Saved data entries:

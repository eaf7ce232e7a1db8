use thiserror::Error;

/// Classification of URL validation failures.
///
/// Provides programmatic matching for different failure modes without
/// relying on unstable error message strings.
#[derive(Debug, Clone, Copy, PartialEq, Eq)]
#[non_exhaustive]
pub enum InvalidUriKind {
    /// URL could not be parsed (malformed syntax)
    ParseError,
    /// URL is missing required host/authority component
    MissingAuthority,
    /// URL is missing required scheme (http/https)
    MissingScheme,
}

/// Transport-level error types produced by [`HttpClient`](crate::HttpClient).
///
/// The gateway folds these into [`GatewayError`](crate::GatewayError); callers of
/// the raw transport match on them directly.
#[derive(Error, Debug)]
#[non_exhaustive]
pub enum HttpError {
    /// Request building failed
    #[error("Failed to build request: {0}")]
    RequestBuild(#[from] http::Error),

    /// Invalid header name
    #[error("Invalid header name: {0}")]
    InvalidHeaderName(#[from] http::header::InvalidHeaderName),

    /// Invalid header value
    #[error("Invalid header value: {0}")]
    InvalidHeaderValue(#[from] http::header::InvalidHeaderValue),

    /// Request timed out
    #[error("Request timed out after {0:?}")]
    Timeout(std::time::Duration),

    /// Transport error (DNS, connection refused, reset, ...)
    #[error("Transport error: {0}")]
    Transport(#[source] Box<dyn std::error::Error + Send + Sync>),

    /// TLS error
    #[error("TLS error: {0}")]
    Tls(#[source] Box<dyn std::error::Error + Send + Sync>),

    /// Response body exceeded size limit
    #[error("Response body too large: limit {limit} bytes, got {actual} bytes")]
    BodyTooLarge { limit: usize, actual: usize },

    /// HTTP non-2xx status
    #[error("HTTP {status}: {body_preview}")]
    HttpStatus {
        status: http::StatusCode,
        body_preview: String,
        content_type: Option<String>,
    },

    /// JSON parsing or serialization error
    #[error("JSON parsing failed: {0}")]
    Json(#[from] serde_json::Error),

    /// URL encoding error (form bodies and query strings)
    #[error("URL encoding failed: {0}")]
    UrlEncode(#[from] serde_urlencoded::ser::Error),

    /// Internal service failure (buffer worker died, channel closed)
    #[error("Service unavailable: internal failure")]
    ServiceClosed,

    /// Invalid URL (failed to parse)
    ///
    /// Use the `kind` field for programmatic matching. The `reason` field is
    /// diagnostic only.
    #[error("Invalid URL '{url}': {reason}")]
    InvalidUri {
        /// The URL that failed to parse
        url: String,
        /// Structured failure classification for programmatic matching
        kind: InvalidUriKind,
        /// Diagnostic message (unstable format, for logging only)
        reason: String,
    },

    /// Invalid URL scheme for transport security configuration
    #[error("URL scheme '{scheme}' not allowed: {reason}")]
    InvalidScheme {
        /// The URL scheme that was rejected
        scheme: String,
        /// Reason the scheme was rejected
        reason: String,
    },
}

impl HttpError {
    /// Status code carried by an [`HttpError::HttpStatus`], if any.
    #[must_use]
    pub fn status(&self) -> Option<http::StatusCode> {
        match self {
            Self::HttpStatus { status, .. } => Some(*status),
            _ => None,
        }
    }
}

impl From<hyper::Error> for HttpError {
    fn from(err: hyper::Error) -> Self {
        HttpError::Transport(Box::new(err))
    }
}

impl From<hyper_util::client::legacy::Error> for HttpError {
    fn from(err: hyper_util::client::legacy::Error) -> Self {
        HttpError::Transport(Box::new(err))
    }
}

#[cfg(test)]
#[cfg_attr(coverage_nightly, coverage(off))]
mod tests {
    use super::*;
    use std::error::Error;
    use std::fmt;

    #[derive(Debug)]
    struct TestError(&'static str);

    impl fmt::Display for TestError {
        fn fmt(&self, f: &mut fmt::Formatter<'_>) -> fmt::Result {
            write!(f, "{}", self.0)
        }
    }

    impl Error for TestError {}

    #[test]
    fn test_transport_error_preserves_source() {
        let err = HttpError::Transport(Box::new(TestError("connection refused")));

        let source = err.source().unwrap();
        let downcast = source.downcast_ref::<TestError>();
        assert_eq!(downcast.unwrap().0, "connection refused");
    }

    #[test]
    fn test_status_accessor() {
        let err = HttpError::HttpStatus {
            status: http::StatusCode::NOT_FOUND,
            body_preview: String::new(),
            content_type: None,
        };
        assert_eq!(err.status(), Some(http::StatusCode::NOT_FOUND));
        assert_eq!(HttpError::ServiceClosed.status(), None);
    }

    #[test]
    fn test_timeout_display_includes_duration() {
        let err = HttpError::Timeout(std::time::Duration::from_secs(5));
        assert_eq!(err.to_string(), "Request timed out after 5s");
    }
}
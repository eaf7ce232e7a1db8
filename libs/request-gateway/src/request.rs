use crate::client::{BufferedService, map_buffer_error};
use crate::config::TransportSecurity;
use crate::error::{HttpError, InvalidUriKind};
use crate::response::HttpResponse;
use bytes::Bytes;
use http::Request;
use http::header::{HeaderName, HeaderValue};
use http_body_util::Full;
use serde::Serialize;
use tower::{Service, ServiceExt};

#[derive(Clone, Debug)]
enum BodyKind {
    Empty,
    Bytes(Bytes),
    /// Serialized JSON
    Json(Bytes),
    /// URL-encoded form fields
    Form(Bytes),
}

/// HTTP request builder with fluent API
///
/// Created by [`HttpClient::get`](crate::HttpClient::get),
/// [`HttpClient::post`](crate::HttpClient::post), etc. Errors raised while
/// building (invalid header, unencodable query) are deferred to
/// [`send()`](RequestBuilder::send).
///
/// # Example
///
/// ```ignore
/// let resp = client
///     .get("https://api.example.com/users")
///     .query(&[("page", "1"), ("limit", "10")])
///     .header("x-request-id", "123")
///     .send()
///     .await?;
///
/// let resp = client
///     .post("https://api.example.com/users")
///     .json(&NewUser { name: "Alice" })?
///     .send()
///     .await?;
/// ```
#[must_use = "RequestBuilder does nothing until .send() is called"]
pub struct RequestBuilder {
    service: BufferedService,
    max_body_size: usize,
    method: http::Method,
    url: String,
    query: Vec<String>,
    headers: Vec<(HeaderName, HeaderValue)>,
    body: BodyKind,
    error: Option<HttpError>,
    transport_security: TransportSecurity,
}

impl RequestBuilder {
    pub(crate) fn new(
        service: BufferedService,
        max_body_size: usize,
        method: http::Method,
        url: String,
        transport_security: TransportSecurity,
    ) -> Self {
        Self {
            service,
            max_body_size,
            method,
            url,
            query: Vec::new(),
            headers: Vec::new(),
            body: BodyKind::Empty,
            error: None,
            transport_security,
        }
    }

    /// Add a single header to the request
    pub fn header(mut self, name: &str, value: &str) -> Self {
        if self.error.is_none() {
            self.push_header(name, value);
        }
        self
    }

    /// Add multiple headers to the request
    pub fn headers<I, K, V>(mut self, headers: I) -> Self
    where
        I: IntoIterator<Item = (K, V)>,
        K: AsRef<str>,
        V: AsRef<str>,
    {
        for (name, value) in headers {
            if self.error.is_some() {
                break;
            }
            self.push_header(name.as_ref(), value.as_ref());
        }
        self
    }

    fn push_header(&mut self, name: &str, value: &str) {
        match (HeaderName::try_from(name), HeaderValue::try_from(value)) {
            (Ok(name), Ok(value)) => self.headers.push((name, value)),
            (Err(e), _) => self.error = Some(e.into()),
            (_, Err(e)) => self.error = Some(e.into()),
        }
    }

    /// Append URL-encoded query parameters.
    ///
    /// Accepts anything `serde_urlencoded` can serialize: pair slices, maps,
    /// or flat structs. May be called more than once.
    pub fn query<T: Serialize + ?Sized>(mut self, query: &T) -> Self {
        if self.error.is_some() {
            return self;
        }

        match serde_urlencoded::to_string(query) {
            Ok(encoded) if encoded.is_empty() => {}
            Ok(encoded) => self.query.push(encoded),
            Err(e) => self.error = Some(e.into()),
        }
        self
    }

    /// Set the body as JSON.
    ///
    /// Content-Type becomes `application/json` unless already provided.
    ///
    /// # Errors
    ///
    /// Returns a deferred builder error, or `HttpError::Json` if serialization fails.
    pub fn json<T: Serialize + ?Sized>(mut self, body: &T) -> Result<Self, HttpError> {
        if let Some(e) = self.error.take() {
            return Err(e);
        }

        self.body = BodyKind::Json(Bytes::from(serde_json::to_vec(body)?));
        Ok(self)
    }

    /// Set the body as form URL-encoded fields.
    ///
    /// Content-Type becomes `application/x-www-form-urlencoded` unless
    /// already provided.
    ///
    /// # Errors
    ///
    /// Returns a deferred builder error, or `HttpError::UrlEncode` if encoding fails.
    pub fn form<T: Serialize + ?Sized>(mut self, fields: &T) -> Result<Self, HttpError> {
        if let Some(e) = self.error.take() {
            return Err(e);
        }

        self.body = BodyKind::Form(Bytes::from(serde_urlencoded::to_string(fields)?));
        Ok(self)
    }

    pub fn body_bytes(mut self, body: Bytes) -> Self {
        self.body = BodyKind::Bytes(body);
        self
    }

    pub fn body_string(mut self, body: String) -> Self {
        self.body = BodyKind::Bytes(Bytes::from(body));
        self
    }

    /// URL with the accumulated query string appended.
    fn full_url(&self) -> String {
        if self.query.is_empty() {
            return self.url.clone();
        }
        let separator = if self.url.contains('?') { '&' } else { '?' };
        format!("{}{separator}{}", self.url, self.query.join("&"))
    }

    /// Parse the URL and check its scheme against the transport security mode.
    fn validate_url(&self, url: &str) -> Result<http::Uri, HttpError> {
        let uri: http::Uri = url
            .parse()
            .map_err(|e: http::uri::InvalidUri| HttpError::InvalidUri {
                url: url.to_owned(),
                kind: InvalidUriKind::ParseError,
                reason: e.to_string(),
            })?;

        let Some(scheme) = uri.scheme_str() else {
            return Err(HttpError::InvalidUri {
                url: url.to_owned(),
                kind: InvalidUriKind::MissingScheme,
                reason: "missing scheme".to_owned(),
            });
        };

        if uri.authority().is_none() {
            return Err(HttpError::InvalidUri {
                url: url.to_owned(),
                kind: InvalidUriKind::MissingAuthority,
                reason: "missing host/authority".to_owned(),
            });
        }

        match (scheme, self.transport_security) {
            ("https", _) | ("http", TransportSecurity::AllowInsecureHttp) => Ok(uri),
            ("http", TransportSecurity::TlsOnly) => Err(HttpError::InvalidScheme {
                scheme: "http".to_owned(),
                reason: "HTTPS required (transport security is TlsOnly)".to_owned(),
            }),
            (other, _) => Err(HttpError::InvalidScheme {
                scheme: other.to_owned(),
                reason: "only http:// and https:// schemes are supported".to_owned(),
            }),
        }
    }

    /// Send the request.
    ///
    /// Succeeds for every HTTP status; check it with the
    /// [`HttpResponse`] helpers.
    ///
    /// # Errors
    ///
    /// Returns `HttpError` if:
    /// - building failed (invalid header, query, URL or scheme)
    /// - the transport failed or TLS failed
    /// - the request timed out
    pub async fn send(mut self) -> Result<HttpResponse, HttpError> {
        if let Some(e) = self.error.take() {
            return Err(e);
        }

        let url = self.full_url();
        let uri = self.validate_url(&url)?;

        let mut builder = Request::builder().method(self.method.clone()).uri(uri);

        let has_content_type = self
            .headers
            .iter()
            .any(|(name, _)| name == http::header::CONTENT_TYPE);
        if !has_content_type {
            match &self.body {
                BodyKind::Json(_) => {
                    builder = builder.header(http::header::CONTENT_TYPE, "application/json");
                }
                BodyKind::Form(_) => {
                    builder = builder.header(
                        http::header::CONTENT_TYPE,
                        "application/x-www-form-urlencoded",
                    );
                }
                BodyKind::Empty | BodyKind::Bytes(_) => {}
            }
        }

        for (name, value) in self.headers {
            builder = builder.header(name, value);
        }

        let body = match self.body {
            BodyKind::Empty => Bytes::new(),
            BodyKind::Bytes(b) | BodyKind::Json(b) | BodyKind::Form(b) => b,
        };
        let request = builder.body(Full::new(body))?;

        tracing::debug!(method = %self.method, url = %url, "sending request");

        let inner = self
            .service
            .ready()
            .await
            .map_err(map_buffer_error)?
            .call(request)
            .await
            .map_err(map_buffer_error)?;

        Ok(HttpResponse {
            inner,
            max_body_size: self.max_body_size,
        })
    }
}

WHAT IS REQUIRED - Lines after the one containing "required host/authority component" are not part of the task. Output the entries exactly from their first line through that one.

REPLY TO THE TASK -
repository eaf7ce232e7a1db8
use thiserror::Error;

/// Classification of URL validation failures.
///
/// Provides programmatic matching for different failure modes without
/// relying on unstable error message strings.
#[derive(Debug, Clone, Copy, PartialEq, Eq)]
#[non_exhaustive]
pub enum InvalidUriKind {
    /// URL could not be parsed (malformed syntax)
    ParseError,
    /// URL is missing required host/authority component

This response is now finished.